Yeah, well, I didn't see any signs of Soltire or or Stefan Heidegger, so bad in that respect, but a beautiful walk.
Um
yeah, met a local village
I hesitate to say village idiot, but village weirdo, can I say weirdo?
In what respect?
Oh, just
dodgy bloke rambling about the schoolpedo conspiracy or something.
Weird.
We don't think that, right, Sherlock?
We do not.
It's he's.
he was a bit crazed, so.
Yeah, dunno.
Changing the subject from clogged toilets and child abuse, how's the research?
Increasingly illuminating.
Our disappearing German, Stefan Heidegger, his motorbike remains parked.
No cameras on any of the grounds, nor from businesses and farms in the local area, have picked them up.

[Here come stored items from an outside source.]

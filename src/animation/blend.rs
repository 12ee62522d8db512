use glam::{Quat, Vec3, Vec4};
use rustc_hash::FxHashMap;

use crate::animation::layer::AnimationLayer;
use crate::animation::mask::MaskRegistry;
use crate::library::PoseLibrary;
use crate::math::{BoneTransform, is_nearly_zero};
use crate::skeleton::ReferenceSkeleton;

/// Space of a queried or overridden bone transform.
#[derive(Debug, Clone, Copy, PartialEq, Eq, Default)]
#[cfg_attr(feature = "serde", derive(serde::Serialize, serde::Deserialize))]
pub enum BoneSpace {
    /// Relative to the parent bone
    Local,
    /// Relative to the instance origin
    #[default]
    Component,
    /// Relative to the world
    World,
}

/// Read-only view of everything needed to evaluate an instance's bones on the
/// CPU.
#[derive(Clone, Copy)]
pub struct PoseView<'a> {
    pub layers: &'a [AnimationLayer],
    pub library: &'a PoseLibrary,
    pub masks: &'a MaskRegistry,
    pub skeleton: &'a ReferenceSkeleton,
    /// Component-space overrides keyed by CPU bone
    pub overrides: &'a FxHashMap<usize, BoneTransform>,
    pub world: &'a BoneTransform,
}

impl PoseView<'_> {
    /// Local transform of `bone` blended across all layers.
    ///
    /// Layers are applied oldest first. Each layer's weight is scaled by its
    /// mask and capped by what earlier layers left unclaimed. Returns identity
    /// when no layer contributes.
    #[must_use]
    pub fn blend_bone(&self, bone: usize) -> BoneTransform {
        let rest = self.skeleton.rest_pose(bone).unwrap_or_default();

        let mut cumulative = 0.0_f32;
        let mut translation = Vec3::ZERO;
        let mut scale = Vec3::ZERO;
        let mut rotation = Vec4::ZERO;
        let mut contributed = false;

        for layer in self.layers {
            let weight = layer.final_weight * self.masks.bone_weight(layer.mask, bone);
            let weight = weight.min(1.0 - cumulative);
            cumulative += weight;
            if is_nearly_zero(weight) {
                continue;
            }

            let sample = |frame: usize| {
                self.library
                    .pose(layer.pose_key, frame)
                    .and_then(|pose| pose.get(bone).copied())
                    .unwrap_or(rest)
            };
            let pose = sample(layer.span.before).interpolate(&sample(layer.span.after), layer.span.alpha);

            translation += pose.translation * weight;
            scale += pose.scale * weight;

            let q = Vec4::from(pose.rotation);
            let q = if contributed && rotation.dot(q) < 0.0 { -q } else { q };
            rotation += q * weight;
            contributed = true;
        }

        if !contributed || rotation.length_squared() <= f32::EPSILON {
            return BoneTransform::IDENTITY;
        }

        BoneTransform {
            translation,
            rotation: Quat::from_vec4(rotation).normalize(),
            scale,
        }
    }

    /// Transform of `bone` in `space`.
    ///
    /// Component and world space walk the parent chain and stop at the first
    /// overridden bone, whose override already is in component space.
    #[must_use]
    pub fn bone_transform(&self, bone: usize, space: BoneSpace) -> BoneTransform {
        if space == BoneSpace::Local {
            return self.blend_bone(bone);
        }

        let mut result = BoneTransform::IDENTITY;
        let mut current = Some(bone);
        while let Some(index) = current {
            if let Some(component) = self.overrides.get(&index) {
                result = result.then(component);
                break;
            }
            result = result.then(&self.blend_bone(index));
            current = self.skeleton.parent_index(index);
        }

        match space {
            BoneSpace::World => result.then(self.world),
            _ => result,
        }
    }
}
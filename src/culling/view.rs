use glam::{Affine3A, Mat4};

use crate::culling::frustum::Frustum;

/// A perspective camera, as seen by the culling stage.
#[derive(Debug, Clone, Copy, PartialEq)]
#[cfg_attr(feature = "serde", derive(serde::Serialize, serde::Deserialize))]
pub struct CameraView {
    /// Camera-to-world transform; the camera looks down -Z
    pub world: Affine3A,
    /// Vertical field of view in degrees
    pub fov_degrees: f32,
    pub aspect: f32,
    pub near: f32,
    pub far: f32,
}

impl CameraView {
    #[must_use]
    pub fn new(world: Affine3A, fov_degrees: f32, aspect: f32, near: f32, far: f32) -> Self {
        Self {
            world,
            fov_degrees,
            aspect,
            near,
            far,
        }
    }

    #[must_use]
    pub fn projection_matrix(&self) -> Mat4 {
        Mat4::perspective_rh(self.fov_degrees.to_radians(), self.aspect, self.near, self.far)
    }

    #[must_use]
    pub fn view_matrix(&self) -> Mat4 {
        Mat4::from(self.world).inverse()
    }

    #[must_use]
    pub fn view_projection_matrix(&self) -> Mat4 {
        self.projection_matrix() * self.view_matrix()
    }

    #[must_use]
    pub fn frustum(&self) -> Frustum {
        Frustum::from_matrix(self.view_projection_matrix())
    }
}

Herr Heidegger had been working at the school since just September, and close friends of our missing Soltire couldn't provide a connection between the two, between him and Stefan.
No animosity, nor the reverse.
As in,
they had no reason to believe he'd kidnap him.
But Mariana found this.
Oh, Stefan Heidegger, good work.
Yes.
Read the caption.
The rich getting richer.
Oof, hello.
Hi.
It's a picture of helicopters coming to land at the start of the new term.
Bringing in the students.
Oh, Stefan mate.
Damning from a motive point of view, of course.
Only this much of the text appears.